2. Don't worry about disinfecting food packages – frozen or otherwise
In August, Chinese officials found traces of coronavirus on frozen food packages.
But those findings are probably not cause for concern, according to Michael Ryan, executive director of the World Health Organisation's Health Emergencies Program.
"People should not fear food, or food packaging or processing, and the delivery of food," Ryan said in a press briefing last month.
Caitlin Howell, a chemical and biomedical engineer at the University of Maine, said it's unlikely the virus would survive on frozen foods.
"It is possible, but the virus is not very stable outside the human body," she previously told Business Insider, adding, "freezing or refrigerating the virus can help to extend the period of time that it stays infectious, which is why we think that outbreaks at meatpacking plants were occurring so frequently, but transmission via surfaces still appears to be rare – even when those surfaces are frozen or refrigerated."
Elizabeth Connick, an immunolobiologist at the University of Arizona, told The Post that she doesn't disinfect and wash food packages, frozen or otherwise.
"I did that for about a week, then decided there would be more cases if the virus was transmitted that way. I don't think there is a lot of virus hanging around on those packages," Connick said.
3. Quarantining library books for three days is plenty
Given that, Graham said, libraries shouldn't worry much about quarantining books before returning them to circulation.
Research conducted in June showed that viral particles disappeared off common library materials after three days.
Scientists tested the virus' lifespan on the covers of hardcover and trade paper books, as well as paper pages inside a closed book, protective mylar book-cover jackets, and plastic DVD cases.
The results showed that after one day, the virus was gone from the book covers and DVDs. After three days, it was undetectable on the paper inside a book and the mylar book jackets.
"So anything more than [three days] is airing a little too far on the side of cautious," Graham said.
4. No need to quarantine your mail at all
It would be "astounding" if a single letter had enough viral particles on it to make you sick, Graham said. That's why quarantining the contents of your mailbox most likely isn't necessary.

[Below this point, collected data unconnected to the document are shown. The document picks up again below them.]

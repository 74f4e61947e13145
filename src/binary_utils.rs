use std::io::{Cursor, Read};

use crate::error::{Error, Result};

fn fill(cursor: &mut Cursor<&[u8]>, buf: &mut [u8]) -> Result<()> {
    let offset = cursor.position() as usize;
    cursor.read_exact(buf).map_err(|_| {
        Error::format(
            offset,
            format!("unexpected end of data, wanted {} bytes", buf.len()),
        )
    })
}

pub fn read_u8(cursor: &mut Cursor<&[u8]>) -> Result<u8> {
    let mut buf = [0u8; 1];
    fill(cursor, &mut buf)?;
    Ok(buf[0])
}

pub fn read_u16_le(cursor: &mut Cursor<&[u8]>) -> Result<u16> {
    let mut buf = [0u8; 2];
    fill(cursor, &mut buf)?;
    Ok(u16::from_le_bytes(buf))
}

pub fn read_u32_be(cursor: &mut Cursor<&[u8]>) -> Result<u32> {
    let mut buf = [0u8; 4];
    fill(cursor, &mut buf)?;
    Ok(u32::from_be_bytes(buf))
}

pub fn read_tag(cursor: &mut Cursor<&[u8]>) -> Result<[u8; 4]> {
    let mut buf = [0u8; 4];
    fill(cursor, &mut buf)?;
    Ok(buf)
}

/// Borrow `length` bytes from the underlying buffer and advance past them.
pub fn read_slice<'a>(cursor: &mut Cursor<&'a [u8]>, length: usize) -> Result<&'a [u8]> {
    let data: &'a [u8] = *cursor.get_ref();
    let start = cursor.position() as usize;
    let end = start
        .checked_add(length)
        .filter(|&end| end <= data.len())
        .ok_or_else(|| {
            Error::format(
                start,
                format!(
                    "not enough bytes remaining for {} (buffer length: {})",
                    length,
                    data.len()
                ),
            )
        })?;
    cursor.set_position(end as u64);
    Ok(&data[start..end])
}

pub fn remaining(cursor: &Cursor<&[u8]>) -> usize {
    cursor
        .get_ref()
        .len()
        .saturating_sub(cursor.position() as usize)
}

/// Read `N` consecutive little-endian u16 values from a record slice.
pub fn u16_array_le<const N: usize>(record: &[u8]) -> [u16; N] {
    let mut values = [0u16; N];
    for (value, bytes) in values.iter_mut().zip(record.chunks_exact(2)) {
        *value = u16::from_le_bytes([bytes[0], bytes[1]]);
    }
    values
}

pub fn write_u32_be(out: &mut Vec<u8>, value: u32) {
    out.extend_from_slice(&value.to_be_bytes());
}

Plus, letters often bake in mailboxes during the heat of summer, which would probably dry out any lingering virus and render it uninfectious, Graham added.

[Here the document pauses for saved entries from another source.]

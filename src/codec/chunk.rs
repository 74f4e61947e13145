use std::io::Cursor;

use crc32fast::Hasher;

use crate::{
    binary_utils::{read_slice, read_tag, read_u32_be, remaining, write_u32_be},
    error::{Error, Result},
};

use super::SIGNATURE;

pub const IHDR: [u8; 4] = *b"IHDR";
pub const PLTE: [u8; 4] = *b"PLTE";
pub const IDAT: [u8; 4] = *b"IDAT";
pub const IEND: [u8; 4] = *b"IEND";

#[derive(Clone, Copy, Debug)]
pub struct Chunk<'a> {
    pub kind: [u8; 4],
    pub data: &'a [u8],
    pub crc: u32,
    /// Offset of the length field in the container.
    pub offset: usize,
    /// Whole chunk: length, type, payload and CRC.
    pub raw: &'a [u8],
}

impl<'a> Chunk<'a> {
    pub fn crc_matches(&self) -> bool {
        chunk_crc(&self.kind, self.data) == self.crc
    }
}

/// Walks the chunks after the signature, stopping after IEND. Stored CRCs are not verified.
pub struct ChunkReader<'a> {
    cursor: Cursor<&'a [u8]>,
    done: bool,
}

impl<'a> ChunkReader<'a> {
    pub fn new(data: &'a [u8]) -> Result<Self> {
        if data.len() < SIGNATURE.len() || data[..SIGNATURE.len()] != SIGNATURE {
            return Err(Error::format(0, "missing PNG signature"));
        }
        let mut cursor = Cursor::new(data);
        cursor.set_position(SIGNATURE.len() as u64);
        Ok(ChunkReader {
            cursor,
            done: false,
        })
    }

    fn read_chunk(&mut self) -> Result<Chunk<'a>> {
        let data: &'a [u8] = *self.cursor.get_ref();
        let offset = self.cursor.position() as usize;
        let length = read_u32_be(&mut self.cursor)? as usize;
        let kind = read_tag(&mut self.cursor)?;
        let payload = read_slice(&mut self.cursor, length)?;
        let crc = read_u32_be(&mut self.cursor)?;
        let end = self.cursor.position() as usize;

        Ok(Chunk {
            kind,
            data: payload,
            crc,
            offset,
            raw: &data[offset..end],
        })
    }
}

impl<'a> Iterator for ChunkReader<'a> {
    type Item = Result<Chunk<'a>>;

    fn next(&mut self) -> Option<Self::Item> {
        if self.done || remaining(&self.cursor) == 0 {
            return None;
        }
        match self.read_chunk() {
            Ok(chunk) => {
                self.done = chunk.kind == IEND;
                Some(Ok(chunk))
            }
            Err(e) => {
                self.done = true;
                Some(Err(e))
            }
        }
    }
}

pub fn chunk_crc(kind: &[u8; 4], data: &[u8]) -> u32 {
    let mut hasher = Hasher::new();
    hasher.update(kind);
    hasher.update(data);
    hasher.finalize()
}

pub fn write_chunk(out: &mut Vec<u8>, kind: &[u8; 4], data: &[u8]) {
    write_u32_be(out, data.len() as u32);
    out.extend_from_slice(kind);
    out.extend_from_slice(data);
    write_u32_be(out, chunk_crc(kind, data));
}

#[cfg(test)]
mod tests {
    use super::*;

    #[test]
    fn crc_matches_reference_value() {
        // CRC of an empty IEND chunk is fixed by the format.
        assert_eq!(chunk_crc(&IEND, &[]), 0xAE42_6082);
    }

    #[test]
    fn written_chunks_are_read_back() {
        let mut data = SIGNATURE.to_vec();
        write_chunk(&mut data, b"tEXt", b"hello");
        write_chunk(&mut data, &IEND, &[]);
        data.extend_from_slice(b"trailing garbage");

        let chunks: Vec<Chunk> = ChunkReader::new(&data)
            .unwrap()
            .collect::<Result<_>>()
            .unwrap();
        assert_eq!(chunks.len(), 2);
        assert_eq!(&chunks[0].kind, b"tEXt");
        assert_eq!(chunks[0].data, b"hello");
        assert_eq!(chunks[0].offset, 8);
        assert_eq!(chunks[0].raw.len(), 12 + 5);
        assert!(chunks.iter().all(|c| c.crc_matches()));
        assert_eq!(chunks[1].kind, IEND);
    }

    #[test]
    fn overlong_chunk_reports_offset() {
        let mut data = SIGNATURE.to_vec();
        write_u32_be(&mut data, 100);
        data.extend_from_slice(b"IDAT");
        data.extend_from_slice(&[0; 10]);

        let mut reader = ChunkReader::new(&data).unwrap();
        match reader.next() {
            Some(Err(Error::Format { offset, .. })) => assert_eq!(offset, 16),
            other => panic!("expected format error, got {:?}", other),
        }
        assert!(reader.next().is_none());
    }
}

5. Cleaners and repair people can come to your home
Since the start of the pandemic, people have avoided bringing guests inside their homes. But most experts say it's alright to allow cleaners and repair people inside occasionally.

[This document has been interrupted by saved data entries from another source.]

//! # Compositor
//!
//! Two ways of turning indexed tiles into output:
//!
//! - [`baked`]: resolve each tile's palette and write true-colour pixels.
//! - [`layers`]: emit tile references (graphic id plus flip flags) per map cell, leaving
//!   palettes to downstream tooling.

pub mod baked;
pub mod layers;

pub use baked::{palette_key_for_tile, render_metatile_sheet, render_tileset, TileGraphics};
pub use layers::{compose_tile_layers, TileLayers, TileRef};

Anthony Fauci, director of the National Institute of Allergy and Infectious Diseases, told The Post that a cleaner comes to his house once every two weeks: "She wears a mask and gloves at all times while in the house," he said.
Connick and Fauci also said they have had hair dressers over to their homes for a quick trim.
6. It's alright to swim in a pool
Pools do not tend to become COVID-19 hotspots because the coronavirus doesn't spread through water – especially not in chlorinated pools, where the chemical "should inactivate the virus in the water," the CDC says.
"In general, respiratory pathogens don't survive in the water," Joseph Eisenberg, an epidemiologist at the University of Michigan's School of Public Health, previously told Business Insider.
Plus, because the coronavirus a respiratory virus, catching it usually involves inhaling it, not swallowing it, Eisenberg added. So swimming is relatively safe.
But William Schaffner, a professor of preventive medicine at Vanderbilt University, suggests avoiding locker rooms.
"Wear a mask when changing; get in, get out," he told Business Insider, adding, "you want to avoid prolonged, close contact with people indoors."